The immanent Trinity speaks about God in se, God ad intra, God in His being and essence. The economic Trinity focuses on God in His works, God ad extra. The two do not describe two trinities, or two modes of the Trinity, but rather it is a distinction between God's being and God's works. It is foremost the persons of the Trinity who work, and thus, while God is described as working, it is right and proper to talk about the various works of the various persons of the Godhead.
In the immmanent Trinity, the Father is unbegotten, the Son begotten, and the Spirit proceeding. The three are co-equal in all things, without any hint of subordination. In the economic Trinity, the Father is first, the Son submits to the Father, and the Spirit to both the Father and the Son, being sent by both of them. There is an order of submission in the economic Trinity which is absent in the immanent Trinity, but does that imply there is no order whatsoever in the immanent Trinity? What is the relation between the immanent and the economic Trinity?
The two of course speak about the one Triune God, and therefore to say that there is no relation whatsoever between the immanent and the economic Trinity seems to imply different "trinities." God is one, and therefore one cannot separate the immanent from the economic Trinity. At the same time, God in His works is not the same concept as God in His being. How then should we understand the relation between the two concepts (which describe a single reality)?
It is right and Reformed to use the archetypal and ectypal distinction here, and we will. God has archetypal knowledge, and He alone is incomprehensible (which is to say we cannot fully grasp His knowledge even in kind). We only have ectypal knowledge, which is true knowledge true of God and the world, suited for us yet differing from God's archetypal knowledge. The knowledge of God in His being in its fullness belong to God alone in His archetypal knowledge. What we know about God in His being mostly come from philosophizing on how to protect against wrong understandings of God. There is no explicit biblical assertions of the being of God, or even the distinction between being and persons. We are told snippets of facts about God, and through the process of philosophical and theological thought through the history of the church, we have come up with our current Nicene and Chalcedonian orthodoxy.

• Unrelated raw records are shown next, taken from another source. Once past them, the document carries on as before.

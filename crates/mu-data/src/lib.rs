mod store;

pub use store::CharacterConfigStore;

use serde::{Deserialize, Serialize};

/// The five allocatable character attributes.
#[derive(Debug, Clone, Copy, PartialEq, Eq, Hash, Serialize, Deserialize)]
#[serde(rename_all = "UPPERCASE")]
pub enum Attribute {
    Str,
    Agi,
    Sta,
    Ene,
    Cmd,
}

impl Attribute {
    /// Fixed order in which allocation commands are sent in-game.
    pub const ALL: [Attribute; 5] = [
        Attribute::Str,
        Attribute::Agi,
        Attribute::Sta,
        Attribute::Ene,
        Attribute::Cmd,
    ];

    /// In-game chat command prefix for allocating points to this attribute.
    pub fn command_prefix(&self) -> &'static str {
        match self {
            Attribute::Str => "/addstr",
            Attribute::Agi => "/addagi",
            Attribute::Sta => "/addvit",
            Attribute::Ene => "/addene",
            Attribute::Cmd => "/addcmd",
        }
    }

    pub fn from_name(name: &str) -> Option<Attribute> {
        match name.trim().to_uppercase().as_str() {
            "STR" => Some(Attribute::Str),
            "AGI" => Some(Attribute::Agi),
            "STA" => Some(Attribute::Sta),
            "ENE" => Some(Attribute::Ene),
            "CMD" => Some(Attribute::Cmd),
            _ => None,
        }
    }
}

/// Which side of the anchor entry the target sits on in the warp list.
#[derive(Debug, Clone, Copy, PartialEq, Eq)]
pub enum AnchorSide {
    BelowAnchor,
    AboveAnchor,
}

/// Warp destinations the bot knows how to locate in the in-game warp menu.
///
/// Each map carries its template asset plus an adjacent map used as a
/// secondary anchor during warp-list matching, since neighbouring list
/// entries are visually near-identical.
#[derive(Debug, Clone, Copy, PartialEq, Eq, Hash, Serialize, Deserialize)]
pub enum WarpMap {
    Elbeland2,
    Elbeland3,
}

impl WarpMap {
    pub const ALL: [WarpMap; 2] = [WarpMap::Elbeland2, WarpMap::Elbeland3];

    pub fn label(&self) -> &'static str {
        match self {
            WarpMap::Elbeland2 => "Elbeland 2",
            WarpMap::Elbeland3 => "Elbeland 3",
        }
    }

    /// File name of this map's warp-list entry template, relative to the
    /// assets directory.
    pub fn template_file(&self) -> &'static str {
        match self {
            WarpMap::Elbeland2 => "elbeland2_template.png",
            WarpMap::Elbeland3 => "elbeland3_template.png",
        }
    }

    /// The adjacent list entry used to narrow the search region.
    pub fn anchor(&self) -> WarpMap {
        match self {
            WarpMap::Elbeland2 => WarpMap::Elbeland3,
            WarpMap::Elbeland3 => WarpMap::Elbeland2,
        }
    }

    /// Where this map's entry sits relative to its anchor. List order is
    /// fixed: Elbeland 2 renders above Elbeland 3.
    pub fn anchor_side(&self) -> AnchorSide {
        match self {
            WarpMap::Elbeland2 => AnchorSide::AboveAnchor,
            WarpMap::Elbeland3 => AnchorSide::BelowAnchor,
        }
    }

    pub fn from_label(label: &str) -> Option<WarpMap> {
        let trimmed = label.trim();
        WarpMap::ALL
            .iter()
            .copied()
            .find(|m| m.label().eq_ignore_ascii_case(trimmed))
    }
}

/// Per-character configuration supplied at run start. Immutable for the
/// duration of a run.
#[derive(Debug, Clone, Serialize, Deserialize)]
pub struct CharacterConfig {
    pub name: String,
    pub strength: u32,
    pub agility: u32,
    pub stamina: u32,
    pub energy: u32,
    pub command: u32,
    /// Attribute that absorbs every point not explicitly allocated above.
    pub overflow_attribute: Attribute,
    pub points_per_reset: u32,
    /// Target level for the solo-leveling sub-workflow; 0 disables it.
    pub solo_level: u32,
    pub warp_map: WarpMap,
    /// Whether screenshots are retained for this character.
    #[serde(default = "default_active")]
    pub active: bool,
}

fn default_active() -> bool {
    true
}

impl CharacterConfig {
    pub fn allocation(&self, attribute: Attribute) -> u32 {
        match attribute {
            Attribute::Str => self.strength,
            Attribute::Agi => self.agility,
            Attribute::Sta => self.stamina,
            Attribute::Ene => self.energy,
            Attribute::Cmd => self.command,
        }
    }

    /// Sum of the four allocations that do not flow into the overflow
    /// attribute.
    pub fn non_overflow_points(&self) -> u64 {
        Attribute::ALL
            .iter()
            .filter(|a| **a != self.overflow_attribute)
            .map(|a| self.allocation(*a) as u64)
            .sum()
    }
}

/// Validate a character list loaded from configuration: names must be unique
/// case-insensitively and `points_per_reset` positive.
pub fn validate_characters(characters: &[CharacterConfig]) -> anyhow::Result<()> {
    let mut seen = std::collections::HashSet::new();
    for character in characters {
        let key = character.name.trim().to_lowercase();
        if key.is_empty() {
            anyhow::bail!("character with empty name");
        }
        if !seen.insert(key) {
            anyhow::bail!("duplicate character name: {}", character.name);
        }
        if character.points_per_reset == 0 {
            anyhow::bail!(
                "character {} has points_per_reset = 0",
                character.name
            );
        }
    }
    Ok(())
}

#[cfg(test)]
mod tests {
    use super::*;

    fn config(name: &str, points: u32) -> CharacterConfig {
        CharacterConfig {
            name: name.to_string(),
            strength: 1000,
            agility: 1000,
            stamina: 0,
            energy: 0,
            command: 0,
            overflow_attribute: Attribute::Cmd,
            points_per_reset: points,
            solo_level: 30,
            warp_map: WarpMap::Elbeland3,
            active: true,
        }
    }

    #[test]
    fn non_overflow_sum_excludes_overflow_attribute() {
        let mut c = config("Dk", 2000);
        c.command = 9999; // overflow attribute, must not count
        assert_eq!(c.non_overflow_points(), 2000);
    }

    #[test]
    fn warp_map_label_round_trip() {
        for map in WarpMap::ALL {
            assert_eq!(WarpMap::from_label(map.label()), Some(map));
        }
        assert_eq!(WarpMap::from_label("  elbeland 3 "), Some(WarpMap::Elbeland3));
        assert_eq!(WarpMap::from_label("Lorencia"), None);
    }

    #[test]
    fn anchor_is_symmetric() {
        assert_eq!(WarpMap::Elbeland3.anchor(), WarpMap::Elbeland2);
        assert_eq!(WarpMap::Elbeland2.anchor(), WarpMap::Elbeland3);
        assert_eq!(WarpMap::Elbeland3.anchor_side(), AnchorSide::BelowAnchor);
        assert_eq!(WarpMap::Elbeland2.anchor_side(), AnchorSide::AboveAnchor);
    }

    #[test]
    fn duplicate_names_rejected_case_insensitively() {
        let list = vec![config("Hero", 2000), config("hero", 2000)];
        assert!(validate_characters(&list).is_err());
    }

    #[test]
    fn zero_points_per_reset_rejected() {
        let list = vec![config("Hero", 0)];
        assert!(validate_characters(&list).is_err());
    }

    #[test]
    fn attribute_command_prefixes() {
        assert_eq!(Attribute::Sta.command_prefix(), "/addvit");
        assert_eq!(Attribute::Cmd.command_prefix(), "/addcmd");
    }
}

The knowledge of God in His works however is much clearer, for that shows us how God interacts with us. And here we see there is a certain correlation here between God's being and archetypal knowledge, and God's works and ectypal knowledge. Ectypal knowledge is a reflection of archetypal knowledge, and thus we should see God's works as a reflection of God's being.
We see this reflection at work on a couple of issues. God in His being is a se; God in His works is sovereign and done by Himself alone. God in His being is timeless; God in His works is everlasting. God in His being is impassible; God in His work is constant and faithful in His emotions towards us. God in His being is holy; God in His work sanctifies, and destroys the profane. Whatever is true of God's being is reflected in God's works, not correlated or equated but reflected.
So likewise, in the work of the Pactum we see the eternal submission of the Son. What this is a reflection of is the order of relation in the Trinity. In the being of God, the Father is unbegotten, the Son is begotten, and the Spirit proceeding from the Father and the Son. But here we must note that it is a reflection. The order of submission in God's work is a reflection of the order of relation in God's being, which implies that there is no submission in the order of relation. Eternal generation never implies subordination of any kind, and Nicene and Chalcedonian orthodoxy hold that subordination in the being of God is heresy.
The relation here between the immanent and the economic Trinity is that the order of submission in the economic Trinity is a reflection of the order of relation in the immanent Trinity. I will go further: The terms themselves are explicit reflections of the mission of God. In other words, that we use the term "begotten" and "proceeding" instead of "X" and "Y" to describe the relations between the persons of the Godhead show us how closely the order of relation is to the order of submission. While Father, Son and Spirit are co-equal and none submit to the other, yet the order of relation comes out in the submission of the Son to the Father, and the Spirit to the Father and Son.
The Father is first in order, unbegotten, thus the Father sends. The Son is second in order, begotten, thus the Son is sent. THe Spirit is third in order, proceeding, thus the Spirit is sent by both the Father and the Son. This is the relation between the immanent and the economic Trinity on the issue of His covenantal relationship between the persons, and stands fully in line with Nicene and Chalcedonian orthodoxy as well as the Reformed Confessions.